Temporal coordination of two enhancers relies on the modulation of a common inductive signal. Lily S. Cheung¹, Alisa Fuchs², David S. A. Simakov³, Len M. Pismen³, Giorgos Pyrowolakis², Stanislav Y. Shvartsman¹. 1) Lewis-Sigler Institute for Integrative Genomics, Princeton University, Princeton, NJ; 2) Institute for Biology I, Albert-Ludwigs University of Freiburg, Germany; 3) Department of Chemical Engineering, Technion-Israel Institute of Technology, Israel.

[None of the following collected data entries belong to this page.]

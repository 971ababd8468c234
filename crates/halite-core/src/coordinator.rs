// ── Polling coordinator ──
//
// Full lifecycle management for one cloud account: session setup,
// periodic telemetry refresh with bounded retries, action routing,
// and reactive state for entity consumers.

use std::sync::Arc;
use std::time::Duration;

use secrecy::SecretString;
use serde_json::{json, Value};
use tokio::sync::{broadcast, watch, Mutex};
use tokio::task::JoinHandle;
use tokio_util::sync::CancellationToken;
use tracing::{debug, info, warn};
use url::Url;

use halite_api::{RestClient, TokenCache, TransportConfig};
use halite_config::{CredentialStore, Settings};

use crate::descriptions::{EntityKind, EntityRegistry, ValueClass};
use crate::diagnostics;
use crate::error::CoreError;
use crate::keys;
use crate::model::{Device, DeviceMetadata, EntityAction};
use crate::normalize;
use crate::store::DeviceStore;

/// Tries per refresh round; the whole session+fetch sequence repeats.
pub const MAX_ATTEMPTS: u32 = 3;
/// Pause between refresh attempts.
pub const RETRY_DELAY: Duration = Duration::from_secs(1);
/// Poll interval when settings do not override it.
pub const DEFAULT_POLL_INTERVAL: Duration = Duration::from_secs(300);

const EVENT_CHANNEL_SIZE: usize = 256;

// ── PollState ────────────────────────────────────────────────────

/// Coordinator lifecycle state observable by consumers.
#[derive(Debug, Clone, Copy, PartialEq, Eq)]
pub enum PollState {
    /// Created, `connect()` not yet called.
    Uninitialized,
    /// Session setup in progress.
    Connecting,
    /// Last refresh round succeeded.
    Ready,
    /// Last refresh round exhausted its retries; the store still holds
    /// the previous data.
    Degraded,
}

// ── Events ───────────────────────────────────────────────────────

/// Broadcast events for entity consumers.
#[derive(Debug, Clone, PartialEq, Eq)]
pub enum CoordinatorEvent {
    /// A device appeared in the account for the first time this
    /// session. Fires once per device.
    DeviceDiscovered { device_id: u64 },
    /// Normalized readings that changed since the previous cycle.
    ReadingsChanged { device_id: u64, keys: Vec<String> },
}

// ── Configuration ────────────────────────────────────────────────

/// Connection parameters for one cloud account.
#[derive(Debug, Clone)]
pub struct CoordinatorConfig {
    pub base_url: Url,
    pub username: String,
    pub password: SecretString,
    pub poll_interval: Duration,
    pub automation_channels: u8,
    pub transport: TransportConfig,
}
// Diagnostics export with recursive redaction.
//
// Vendor payloads carry account and device identifiers at arbitrary
// nesting depth, so redaction walks the whole tree by key name.

use serde_json::{json, Value};

/// Keys whose values are replaced before a diagnostics dump leaves the
/// process, matched case-insensitively at every nesting level.
const TO_REDACT: &[&str] = &[
    "id",
    "_id",
    "_deviceid",
    "email",
    "phone",
    "phonenumber",
    "password",
    "token",
    "fcmtoken",
    "serialnumber",
    "serial_number",
    "owner",
];

const REDACTED: &str = "**REDACTED**";

fn is_sensitive(key: &str) -> bool {
    TO_REDACT.iter().any(|k| key.eq_ignore_ascii_case(k))
}

/// Return a copy of `value` with all sensitive fields replaced.
pub fn redact(value: &Value) -> Value {
    match value {
        Value::Object(map) => Value::Object(
            map.iter()
                .map(|(key, val)| {
                    if is_sensitive(key) {
                        (key.clone(), json!(REDACTED))
                    } else {
                        (key.clone(), redact(val))
                    }
                })
                .collect(),
        ),
        Value::Array(items) => Value::Array(items.iter().map(redact).collect()),
        other => other.clone(),
    }
}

   Development is directed by temporal and spatial changes in gene expression. Although it is recognized that changes in gene expression patterns can result from stage-specific use of different enhancers, the mechanisms of coordination between enhancers remain less understood. We explore this question in Drosophila oogenesis, at stages when the expression of the transcription factor broad (br) evolves from an spatially uniform to a more complex, two-domain pattern that determines the formation of the dorsal respiratory structures in the eggshell. We identified two enhancers of br activated sequentially during mid-oogenesis that together recapitulate the dynamics of the gene. In addition to their temporal coordination, these enhancers also exhibit complementary spatial patterns due to differential regulation by the EGFR pathway. Here, we use RNAi-mediated downregulation of br to show that the activity of the early enhancer is required for the activation of the late one. Using a shorter version of the late enhancer, we also show that this effect does not depend on a direct positive autoregulation. Instead, we propose that modulation of the EGFR pathway by the protein produced by the early enhancer acts as a permissive signal for expression of the late one. We have formulated a computational model combining transient inductive signals with multiple enhancers that supports the feasibility of our mechanism. We use this model to guide our experimental effort, and to investigate the more general question of how a single signaling pathway is used recurrently during development to establish complex patterns of gene expression.